↓

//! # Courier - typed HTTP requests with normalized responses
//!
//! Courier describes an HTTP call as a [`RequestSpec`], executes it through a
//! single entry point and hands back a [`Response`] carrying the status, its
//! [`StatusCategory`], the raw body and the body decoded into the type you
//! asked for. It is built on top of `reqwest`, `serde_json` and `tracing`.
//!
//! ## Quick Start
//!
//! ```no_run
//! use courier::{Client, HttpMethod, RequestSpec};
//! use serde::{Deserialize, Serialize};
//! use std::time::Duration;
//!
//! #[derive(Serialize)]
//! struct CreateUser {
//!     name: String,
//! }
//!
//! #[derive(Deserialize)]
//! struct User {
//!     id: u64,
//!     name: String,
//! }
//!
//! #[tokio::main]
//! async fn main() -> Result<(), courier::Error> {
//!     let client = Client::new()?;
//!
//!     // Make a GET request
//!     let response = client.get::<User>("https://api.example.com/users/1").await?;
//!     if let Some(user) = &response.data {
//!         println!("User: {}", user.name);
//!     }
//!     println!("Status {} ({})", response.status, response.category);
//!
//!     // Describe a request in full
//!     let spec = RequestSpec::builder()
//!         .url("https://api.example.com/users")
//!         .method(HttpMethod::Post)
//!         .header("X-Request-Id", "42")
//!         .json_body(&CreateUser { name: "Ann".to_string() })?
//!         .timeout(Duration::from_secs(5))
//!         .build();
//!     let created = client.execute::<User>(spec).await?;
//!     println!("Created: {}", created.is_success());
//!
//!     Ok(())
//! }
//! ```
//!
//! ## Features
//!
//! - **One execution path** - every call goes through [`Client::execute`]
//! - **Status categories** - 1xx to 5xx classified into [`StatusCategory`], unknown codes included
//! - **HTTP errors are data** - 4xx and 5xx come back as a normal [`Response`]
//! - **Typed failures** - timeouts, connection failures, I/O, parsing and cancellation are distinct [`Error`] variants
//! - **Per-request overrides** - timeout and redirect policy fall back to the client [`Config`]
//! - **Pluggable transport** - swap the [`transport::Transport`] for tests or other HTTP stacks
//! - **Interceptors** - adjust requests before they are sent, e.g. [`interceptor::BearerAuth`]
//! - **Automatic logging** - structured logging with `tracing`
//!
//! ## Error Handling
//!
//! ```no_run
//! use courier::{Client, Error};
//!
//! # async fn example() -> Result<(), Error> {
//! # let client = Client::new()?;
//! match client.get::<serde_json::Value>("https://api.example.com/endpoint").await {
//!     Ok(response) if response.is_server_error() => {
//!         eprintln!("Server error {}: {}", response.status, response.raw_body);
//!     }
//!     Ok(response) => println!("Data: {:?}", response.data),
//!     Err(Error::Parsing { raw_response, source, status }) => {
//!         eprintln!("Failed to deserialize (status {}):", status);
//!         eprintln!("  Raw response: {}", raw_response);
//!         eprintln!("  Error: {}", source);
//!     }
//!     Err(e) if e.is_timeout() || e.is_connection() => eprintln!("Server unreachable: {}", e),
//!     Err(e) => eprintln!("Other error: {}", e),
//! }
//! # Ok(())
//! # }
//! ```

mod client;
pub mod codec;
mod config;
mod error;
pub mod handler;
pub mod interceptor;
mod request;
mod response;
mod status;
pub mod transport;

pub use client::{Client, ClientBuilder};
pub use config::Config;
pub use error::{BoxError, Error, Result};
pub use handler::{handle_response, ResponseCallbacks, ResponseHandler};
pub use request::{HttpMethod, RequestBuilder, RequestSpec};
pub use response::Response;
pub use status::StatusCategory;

↑

Action item: Looking at the entries above, work out how many lines contain "through", then reply with that number and no other words.

Output of the exercise: 2